Data extracted from a collection:
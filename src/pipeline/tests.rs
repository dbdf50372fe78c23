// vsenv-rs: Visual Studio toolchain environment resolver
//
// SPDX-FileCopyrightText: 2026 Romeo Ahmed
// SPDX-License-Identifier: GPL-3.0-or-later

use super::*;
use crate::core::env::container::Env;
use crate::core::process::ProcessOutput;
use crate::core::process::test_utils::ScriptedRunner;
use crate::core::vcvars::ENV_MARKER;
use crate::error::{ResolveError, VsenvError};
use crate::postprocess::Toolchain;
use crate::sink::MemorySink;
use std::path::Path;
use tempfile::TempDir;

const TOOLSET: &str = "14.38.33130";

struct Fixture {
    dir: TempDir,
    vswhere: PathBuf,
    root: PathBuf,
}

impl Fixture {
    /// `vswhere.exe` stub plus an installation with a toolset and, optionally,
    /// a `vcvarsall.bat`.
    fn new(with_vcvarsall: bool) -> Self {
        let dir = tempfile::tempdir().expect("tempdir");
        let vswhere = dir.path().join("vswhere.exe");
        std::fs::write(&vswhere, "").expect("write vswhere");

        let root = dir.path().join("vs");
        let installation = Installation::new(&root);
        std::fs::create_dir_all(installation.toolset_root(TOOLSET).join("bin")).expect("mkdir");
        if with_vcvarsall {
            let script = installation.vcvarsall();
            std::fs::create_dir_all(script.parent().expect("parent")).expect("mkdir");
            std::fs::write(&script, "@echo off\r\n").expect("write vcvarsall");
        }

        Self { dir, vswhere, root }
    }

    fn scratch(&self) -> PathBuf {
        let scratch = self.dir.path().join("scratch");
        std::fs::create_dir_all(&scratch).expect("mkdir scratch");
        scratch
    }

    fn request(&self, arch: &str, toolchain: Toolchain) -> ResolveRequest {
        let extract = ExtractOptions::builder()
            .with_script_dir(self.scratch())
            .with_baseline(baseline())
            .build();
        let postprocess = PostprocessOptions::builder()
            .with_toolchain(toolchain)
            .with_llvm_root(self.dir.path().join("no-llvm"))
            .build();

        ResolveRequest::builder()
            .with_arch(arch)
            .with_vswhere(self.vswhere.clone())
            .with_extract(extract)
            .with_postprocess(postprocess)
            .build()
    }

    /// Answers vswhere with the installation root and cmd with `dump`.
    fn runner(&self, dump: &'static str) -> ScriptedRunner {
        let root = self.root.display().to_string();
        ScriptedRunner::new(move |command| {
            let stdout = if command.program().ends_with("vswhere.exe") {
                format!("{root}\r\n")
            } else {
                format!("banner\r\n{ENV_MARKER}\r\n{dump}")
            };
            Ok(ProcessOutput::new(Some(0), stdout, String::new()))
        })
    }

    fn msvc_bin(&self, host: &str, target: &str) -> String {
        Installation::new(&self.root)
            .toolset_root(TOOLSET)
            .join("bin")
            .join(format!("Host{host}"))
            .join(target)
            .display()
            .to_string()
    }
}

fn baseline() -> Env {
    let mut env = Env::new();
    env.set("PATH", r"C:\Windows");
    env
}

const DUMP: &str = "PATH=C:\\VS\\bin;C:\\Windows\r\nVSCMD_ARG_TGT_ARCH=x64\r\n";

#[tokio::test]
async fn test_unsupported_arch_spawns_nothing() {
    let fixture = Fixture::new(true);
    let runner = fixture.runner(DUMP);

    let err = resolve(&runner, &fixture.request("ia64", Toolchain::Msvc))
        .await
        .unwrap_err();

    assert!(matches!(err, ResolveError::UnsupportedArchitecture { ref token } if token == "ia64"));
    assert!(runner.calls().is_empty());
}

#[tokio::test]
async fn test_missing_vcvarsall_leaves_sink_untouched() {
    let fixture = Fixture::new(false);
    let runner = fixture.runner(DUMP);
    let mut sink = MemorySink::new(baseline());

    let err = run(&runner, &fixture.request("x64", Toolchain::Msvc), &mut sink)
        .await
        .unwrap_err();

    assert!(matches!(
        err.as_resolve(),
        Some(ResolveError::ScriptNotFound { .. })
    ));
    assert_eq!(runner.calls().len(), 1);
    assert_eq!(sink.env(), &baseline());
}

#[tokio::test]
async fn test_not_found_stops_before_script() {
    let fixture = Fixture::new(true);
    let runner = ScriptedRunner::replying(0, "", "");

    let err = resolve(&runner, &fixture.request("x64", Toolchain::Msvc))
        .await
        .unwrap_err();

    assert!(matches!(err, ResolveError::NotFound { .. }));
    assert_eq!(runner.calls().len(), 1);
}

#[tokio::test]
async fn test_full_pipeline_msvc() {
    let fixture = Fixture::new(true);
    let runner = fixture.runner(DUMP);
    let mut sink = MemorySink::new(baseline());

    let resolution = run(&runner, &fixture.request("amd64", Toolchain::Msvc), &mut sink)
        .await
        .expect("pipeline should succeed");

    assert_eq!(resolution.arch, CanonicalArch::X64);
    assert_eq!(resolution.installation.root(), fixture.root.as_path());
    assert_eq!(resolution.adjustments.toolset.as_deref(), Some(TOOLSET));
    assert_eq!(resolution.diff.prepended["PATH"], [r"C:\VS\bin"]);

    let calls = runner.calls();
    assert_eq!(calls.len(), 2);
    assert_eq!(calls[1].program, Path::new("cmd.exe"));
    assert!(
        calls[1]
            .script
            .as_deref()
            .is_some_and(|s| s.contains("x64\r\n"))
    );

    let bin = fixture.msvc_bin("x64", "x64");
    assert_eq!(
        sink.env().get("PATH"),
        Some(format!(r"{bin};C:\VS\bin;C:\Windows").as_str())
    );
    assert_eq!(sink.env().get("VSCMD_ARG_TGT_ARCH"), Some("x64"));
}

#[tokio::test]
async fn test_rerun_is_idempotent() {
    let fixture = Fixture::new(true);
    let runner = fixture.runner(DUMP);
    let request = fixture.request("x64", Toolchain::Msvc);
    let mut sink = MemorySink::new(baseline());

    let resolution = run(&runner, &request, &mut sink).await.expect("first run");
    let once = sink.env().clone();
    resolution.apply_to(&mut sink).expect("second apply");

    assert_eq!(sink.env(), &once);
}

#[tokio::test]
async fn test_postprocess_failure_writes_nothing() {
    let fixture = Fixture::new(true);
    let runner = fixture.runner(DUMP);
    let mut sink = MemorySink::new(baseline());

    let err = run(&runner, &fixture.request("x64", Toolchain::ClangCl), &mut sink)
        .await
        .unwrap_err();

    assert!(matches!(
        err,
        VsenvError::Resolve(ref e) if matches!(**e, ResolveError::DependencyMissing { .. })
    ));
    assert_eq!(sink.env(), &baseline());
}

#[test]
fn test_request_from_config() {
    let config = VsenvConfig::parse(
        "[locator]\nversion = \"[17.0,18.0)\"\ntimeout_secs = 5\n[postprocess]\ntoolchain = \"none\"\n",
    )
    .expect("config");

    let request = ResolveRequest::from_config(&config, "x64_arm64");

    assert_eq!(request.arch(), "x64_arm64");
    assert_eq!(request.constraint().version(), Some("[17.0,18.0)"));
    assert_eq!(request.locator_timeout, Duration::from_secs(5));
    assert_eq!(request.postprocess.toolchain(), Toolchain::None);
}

Problem to work on: Copy out each entry precisely. Leave nothing out.

Output of the exercise:
filename src/pipeline/tests.rs
repository dbdf50372fe78c23
// vsenv-rs: Visual Studio toolchain environment resolver
//
// SPDX-FileCopyrightText: 2026 Romeo Ahmed
// SPDX-License-Identifier: GPL-3.0-or-later

use super::*;
use crate::core::env::container::Env;
use crate::core::process::ProcessOutput;
use crate::core::process::test_utils::ScriptedRunner;
use crate::core::vcvars::ENV_MARKER;
use crate::error::{ResolveError, VsenvError};
use crate::postprocess::Toolchain;
use crate::sink::MemorySink;
use std::path::Path;
use tempfile::TempDir;

const TOOLSET: &str = "14.38.33130";

struct Fixture {
    dir: TempDir,
    vswhere: PathBuf,
    root: PathBuf,
}

impl Fixture {
    /// `vswhere.exe` stub plus an installation with a toolset and, optionally,
    /// a `vcvarsall.bat`.
    fn new(with_vcvarsall: bool) -> Self {
        let dir = tempfile::tempdir().expect("tempdir");
        let vswhere = dir.path().join("vswhere.exe");
        std::fs::write(&vswhere, "").expect("write vswhere");

        let root = dir.path().join("vs");
        let installation = Installation::new(&root);
        std::fs::create_dir_all(installation.toolset_root(TOOLSET).join("bin")).expect("mkdir");
        if with_vcvarsall {
            let script = installation.vcvarsall();
            std::fs::create_dir_all(script.parent().expect("parent")).expect("mkdir");
            std::fs::write(&script, "@echo off\r\n").expect("write vcvarsall");
        }

        Self { dir, vswhere, root }
    }

    fn scratch(&self) -> PathBuf {
        let scratch = self.dir.path().join("scratch");
        std::fs::create_dir_all(&scratch).expect("mkdir scratch");
        scratch
    }

    fn request(&self, arch: &str, toolchain: Toolchain) -> ResolveRequest {
        let extract = ExtractOptions::builder()
            .with_script_dir(self.scratch())
            .with_baseline(baseline())
            .build();
        let postprocess = PostprocessOptions::builder()
            .with_toolchain(toolchain)
            .with_llvm_root(self.dir.path().join("no-llvm"))
            .build();

        ResolveRequest::builder()
            .with_arch(arch)
            .with_vswhere(self.vswhere.clone())
            .with_extract(extract)
            .with_postprocess(postprocess)
            .build()
    }

    /// Answers vswhere with the installation root and cmd with `dump`.
    fn runner(&self, dump: &'static str) -> ScriptedRunner {
        let root = self.root.display().to_string();
        ScriptedRunner::new(move |command| {
            let stdout = if command.program().ends_with("vswhere.exe") {
                format!("{root}\r\n")
            } else {
                format!("banner\r\n{ENV_MARKER}\r\n{dump}")
            };
            Ok(ProcessOutput::new(Some(0), stdout, String::new()))
        })
    }

    fn msvc_bin(&self, host: &str, target: &str) -> String {
        Installation::new(&self.root)
            .toolset_root(TOOLSET)
            .join("bin")
            .join(format!("Host{host}"))
            .join(target)
            .display()
            .to_string()
    }
}

fn baseline() -> Env {
    let mut env = Env::new();
    env.set("PATH", r"C:\Windows");
    env
}

const DUMP: &str = "PATH=C:\\VS\\bin;C:\\Windows\r\nVSCMD_ARG_TGT_ARCH=x64\r\n";

#[tokio::test]
async fn test_unsupported_arch_spawns_nothing() {
    let fixture = Fixture::new(true);
    let runner = fixture.runner(DUMP);

    let err = resolve(&runner, &fixture.request("ia64", Toolchain::Msvc))
        .await
        .unwrap_err();

    assert!(matches!(err, ResolveError::UnsupportedArchitecture { ref token } if token == "ia64"));
    assert!(runner.calls().is_empty());
}

#[tokio::test]
async fn test_missing_vcvarsall_leaves_sink_untouched() {
    let fixture = Fixture::new(false);
    let runner = fixture.runner(DUMP);
    let mut sink = MemorySink::new(baseline());

    let err = run(&runner, &fixture.request("x64", Toolchain::Msvc), &mut sink)
        .await
        .unwrap_err();

    assert!(matches!(
        err.as_resolve(),
        Some(ResolveError::ScriptNotFound { .. })
    ));
    assert_eq!(runner.calls().len(), 1);
    assert_eq!(sink.env(), &baseline());
}

#[tokio::test]
async fn test_not_found_stops_before_script() {
    let fixture = Fixture::new(true);
    let runner = ScriptedRunner::replying(0, "", "");

    let err = resolve(&runner, &fixture.request("x64", Toolchain::Msvc))
        .await
        .unwrap_err();

    assert!(matches!(err, ResolveError::NotFound { .. }));
    assert_eq!(runner.calls().len(), 1);
}

#[tokio::test]
async fn test_full_pipeline_msvc() {
    let fixture = Fixture::new(true);
    let runner = fixture.runner(DUMP);
    let mut sink = MemorySink::new(baseline());

    let resolution = run(&runner, &fixture.request("amd64", Toolchain::Msvc), &mut sink)
        .await
        .expect("pipeline should succeed");

    assert_eq!(resolution.arch, CanonicalArch::X64);
    assert_eq!(resolution.installation.root(), fixture.root.as_path());
    assert_eq!(resolution.adjustments.toolset.as_deref(), Some(TOOLSET));
    assert_eq!(resolution.diff.prepended["PATH"], [r"C:\VS\bin"]);

    let calls = runner.calls();
    assert_eq!(calls.len(), 2);
    assert_eq!(calls[1].program, Path::new("cmd.exe"));
    assert!(
        calls[1]
            .script
            .as_deref()
            .is_some_and(|s| s.contains("x64\r\n"))
    );

    let bin = fixture.msvc_bin("x64", "x64");
    assert_eq!(
        sink.env().get("PATH"),
        Some(format!(r"{bin};C:\VS\bin;C:\Windows").as_str())
    );
    assert_eq!(sink.env().get("VSCMD_ARG_TGT_ARCH"), Some("x64"));
}

#[tokio::test]
async fn test_rerun_is_idempotent() {
    let fixture = Fixture::new(true);
    let runner = fixture.runner(DUMP);
    let request = fixture.request("x64", Toolchain::Msvc);
    let mut sink = MemorySink::new(baseline());

    let resolution = run(&runner, &request, &mut sink).await.expect("first run");
    let once = sink.env().clone();
    resolution.apply_to(&mut sink).expect("second apply");

    assert_eq!(sink.env(), &once);
}

#[tokio::test]
async fn test_postprocess_failure_writes_nothing() {
    let fixture = Fixture::new(true);
    let runner = fixture.runner(DUMP);
    let mut sink = MemorySink::new(baseline());

    let err = run(&runner, &fixture.request("x64", Toolchain::ClangCl), &mut sink)
        .await
        .unwrap_err();

    assert!(matches!(
        err,
        VsenvError::Resolve(ref e) if matches!(**e, ResolveError::DependencyMissing { .. })
    ));
    assert_eq!(sink.env(), &baseline());
}

#[test]
fn test_request_from_config() {
    let config = VsenvConfig::parse(
        "[locator]\nversion = \"[17.0,18.0)\"\ntimeout_secs = 5\n[postprocess]\ntoolchain = \"none\"\n",
    )
    .expect("config");

    let request = ResolveRequest::from_config(&config, "x64_arm64");

    assert_eq!(request.arch(), "x64_arm64");
    assert_eq!(request.constraint().version(), Some("[17.0,18.0)"));
    assert_eq!(request.locator_timeout, Duration::from_secs(5));
    assert_eq!(request.postprocess.toolchain(), Toolchain::None);
}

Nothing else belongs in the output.